---------- Record set ----------

// src/models/quiz.rs

use std::collections::BTreeSet;
use std::fmt;
use std::str::FromStr;

use chrono::{DateTime, Utc};
use serde::{Deserialize, Serialize};
use uuid::Uuid;
use validator::Validate;

use crate::config::TRUE_FALSE_OPTIONS;
use crate::models::user::UserRole;

/// UK curriculum stage a quiz targets.
#[derive(Debug, Clone, Copy, PartialEq, Eq, Serialize, Deserialize)]
pub enum KeyStage {
    #[serde(rename = "KS1")]
    Ks1,
    #[serde(rename = "KS2")]
    Ks2,
    #[serde(rename = "KS3")]
    Ks3,
    #[serde(rename = "KS4")]
    Ks4,
}

impl KeyStage {
    pub fn as_str(&self) -> &'static str {
        match self {
            KeyStage::Ks1 => "KS1",
            KeyStage::Ks2 => "KS2",
            KeyStage::Ks3 => "KS3",
            KeyStage::Ks4 => "KS4",
        }
    }
}

impl FromStr for KeyStage {
    type Err = String;

    fn from_str(s: &str) -> Result<Self, Self::Err> {
        match s {
            "KS1" => Ok(KeyStage::Ks1),
            "KS2" => Ok(KeyStage::Ks2),
            "KS3" => Ok(KeyStage::Ks3),
            "KS4" => Ok(KeyStage::Ks4),
            other => Err(format!("unknown key stage '{}'", other)),
        }
    }
}

#[derive(Debug, Clone, Copy, PartialEq, Eq, Serialize, Deserialize)]
#[serde(rename_all = "lowercase")]
pub enum Difficulty {
    Beginner,
    Intermediate,
    Advanced,
}

impl Difficulty {
    pub fn as_str(&self) -> &'static str {
        match self {
            Difficulty::Beginner => "beginner",
            Difficulty::Intermediate => "intermediate",
            Difficulty::Advanced => "advanced",
        }
    }
}

impl FromStr for Difficulty {
    type Err = String;

    fn from_str(s: &str) -> Result<Self, Self::Err> {
        match s {
            "beginner" => Ok(Difficulty::Beginner),
            "intermediate" => Ok(Difficulty::Intermediate),
            "advanced" => Ok(Difficulty::Advanced),
            other => Err(format!("unknown difficulty '{}'", other)),
        }
    }
}

#[derive(Debug, Clone, Copy, PartialEq, Eq, Serialize, Deserialize)]
#[serde(rename_all = "kebab-case")]
pub enum QuestionType {
    MultipleChoice,
    TrueFalse,
    ShortAnswer,
    DragDrop,
}

impl fmt::Display for QuestionType {
    fn fmt(&self, f: &mut fmt::Formatter<'_>) -> fmt::Result {
        let s = match self {
            QuestionType::MultipleChoice => "multiple-choice",
            QuestionType::TrueFalse => "true-false",
            QuestionType::ShortAnswer => "short-answer",
            QuestionType::DragDrop => "drag-drop",
        };
        f.write_str(s)
    }
}

/// A submitted or expected answer: an option index or a free-text value.
#[derive(Debug, Clone, PartialEq, Eq, Serialize, Deserialize)]
#[serde(untagged)]
pub enum AnswerValue {
    Number(i64),
    Text(String),
}

impl fmt::Display for AnswerValue {
    fn fmt(&self, f: &mut fmt::Formatter<'_>) -> fmt::Result {
        match self {
            AnswerValue::Number(n) => write!(f, "{}", n),
            AnswerValue::Text(s) => f.write_str(s),
        }
    }
}

/// A single question. Owned exclusively by one quiz and stored inside it.
#[derive(Debug, Clone, PartialEq, Serialize, Deserialize)]
pub struct Question {
    #[serde(default = "Uuid::new_v4")]
    pub id: Uuid,

    #[serde(rename = "type")]
    pub question_type: QuestionType,

    /// The text shown to the learner.
    pub prompt: String,

    /// Fixed choices. Empty for short-answer questions; implicit for true/false.
    #[serde(default)]
    pub options: Vec<String>,

    pub correct_answer: AnswerValue,

    pub explanation: Option<String>,

    pub marks: u32,

    #[serde(default)]
    pub tags: BTreeSet<String>,

    #[serde(default)]
    pub curriculum_codes: Vec<String>,
}

impl Question {
    /// Choice labels a learner picks from.
    pub fn choices(&self) -> Vec<&str> {
        match self.question_type {
            QuestionType::TrueFalse if self.options.is_empty() => TRUE_FALSE_OPTIONS.to_vec(),
            _ => self.options.iter().map(String::as_str).collect(),
        }
    }
}

/// DTO for sending a question to a learner (excludes answer and explanation).
#[derive(Debug, Serialize)]
pub struct PublicQuestion {
    pub id: Uuid,
    #[serde(rename = "type")]
    pub question_type: QuestionType,
    pub prompt: String,
    pub options: Vec<String>,
    pub marks: u32,
    pub tags: BTreeSet<String>,
}

impl From<&Question> for PublicQuestion {
    fn from(q: &Question) -> Self {
        PublicQuestion {
            id: q.id,
            question_type: q.question_type,
            prompt: q.prompt.clone(),
            options: q.choices().into_iter().map(str::to_owned).collect(),
            marks: q.marks,
            tags: q.tags.clone(),
        }
    }
}

/// Represents the 'quizzes' table. Questions live in a JSONB column.
#[derive(Debug, Clone, PartialEq, Serialize, Deserialize)]
pub struct Quiz {
    pub id: Uuid,
    pub title: String,
    pub description: Option<String>,
    pub subject: String,
    pub key_stage: KeyStage,
    pub difficulty: Difficulty,
    pub questions: Vec<Question>,
    pub created_by: Uuid,
    pub creator_role: UserRole,
    pub is_public: bool,
    pub school_id: Option<Uuid>,
    pub class_ids: Vec<Uuid>,
    /// Minutes.
    pub estimated_time: u32,
    pub total_marks: u32,
    /// Percentage needed to pass.
    pub passing_score: u32,
    pub is_active: bool,
    pub is_published: bool,
    pub created_at: DateTime<Utc>,
    pub updated_at: DateTime<Utc>,
}

impl Quiz {
    /// Sum of question marks. Saturates rather than wrapping on drafts that
    /// have not been through validation yet.
    pub fn computed_total_marks(&self) -> u32 {
        self.questions.iter().fold(0u32, |total, q| total.saturating_add(q.marks))
    }

    pub fn question(&self, id: Uuid) -> Option<&Question> {
        self.questions.iter().find(|q| q.id == id)
    }

    /// Open for new attempts.
    pub fn is_available(&self) -> bool {
        self.is_published && self.is_active
    }

    pub fn is_visible_to(&self, viewer: &Viewer) -> bool {
        if viewer.role == UserRole::Admin || self.created_by == viewer.user_id {
            return true;
        }
        if !self.is_available() {
            return false;
        }
        if self.is_public {
            return true;
        }
        match (self.school_id, viewer.school_id) {
            (Some(quiz_school), Some(viewer_school)) => quiz_school == viewer_school,
            _ => false,
        }
    }

    /// Creator or admin.
    pub fn can_manage(&self, viewer: &Viewer) -> bool {
        viewer.role == UserRole::Admin || self.created_by == viewer.user_id
    }
}

/// Who is looking at a quiz. Built from the caller's token claims.
#[derive(Debug, Clone, Copy, PartialEq, Eq)]
pub struct Viewer {
    pub user_id: Uuid,
    pub role: UserRole,
    pub school_id: Option<Uuid>,
}

/// Quiz as shown to a learner: questions without answers.
#[derive(Debug, Serialize)]
pub struct PublicQuiz {
    pub id: Uuid,
    pub title: String,
    pub description: Option<String>,
    pub subject: String,
    pub key_stage: KeyStage,
    pub difficulty: Difficulty,
    pub questions: Vec<PublicQuestion>,
    pub estimated_time: u32,
    pub total_marks: u32,
    pub passing_score: u32,
}

impl From<&Quiz> for PublicQuiz {
    fn from(quiz: &Quiz) -> Self {
        PublicQuiz {
            id: quiz.id,
            title: quiz.title.clone(),
            description: quiz.description.clone(),
            subject: quiz.subject.clone(),
            key_stage: quiz.key_stage,
            difficulty: quiz.difficulty,
            questions: quiz.questions.iter().map(PublicQuestion::from).collect(),
            estimated_time: quiz.estimated_time,
            total_marks: quiz.total_marks,
            passing_score: quiz.passing_score,
        }
    }
}

/// DTO for creating or replacing a draft quiz.
///
/// Structural rules (question shapes, marks) are checked at publish time by
/// the quiz validator; here only payload size is bounded.
#[derive(Debug, Deserialize, Validate)]
pub struct QuizRequest {
    #[validate(length(max = 200))]
    pub title: String,
    #[validate(length(max = 2000))]
    pub description: Option<String>,
    #[validate(length(max = 100))]
    pub subject: String,
    pub key_stage: KeyStage,
    pub difficulty: Difficulty,
    #[validate(length(max = 200))]
    pub questions: Vec<Question>,
    #[serde(default)]
    pub is_public: bool,
    pub school_id: Option<Uuid>,
    #[serde(default)]
    pub class_ids: Vec<Uuid>,
    pub estimated_time: u32,
    #[serde(default = "default_passing_score")]
    pub passing_score: u32,
}

fn default_passing_score() -> u32 {
    50
}

/// Query parameters for listing quizzes.
#[derive(Debug, Default, Clone, Deserialize)]
pub struct QuizFilter {
    pub key_stage: Option<KeyStage>,
    pub subject: Option<String>,
    pub created_by: Option<Uuid>,
}

impl QuizFilter {
    pub fn matches(&self, quiz: &Quiz) -> bool {
        quiz.is_active
            && self.key_stage.is_none_or(|ks| quiz.key_stage == ks)
            && self.subject.as_deref().is_none_or(|s| quiz.subject == s)
            && self.created_by.is_none_or(|id| quiz.created_by == id)
    }
}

----------

▶ Task to complete: Show every line in the records above that contains the word "TrueFalse".

▶ Answer:
    TrueFalse,
            QuestionType::TrueFalse => "true-false",
            QuestionType::TrueFalse if self.options.is_empty() => TRUE_FALSE_OPTIONS.to_vec(),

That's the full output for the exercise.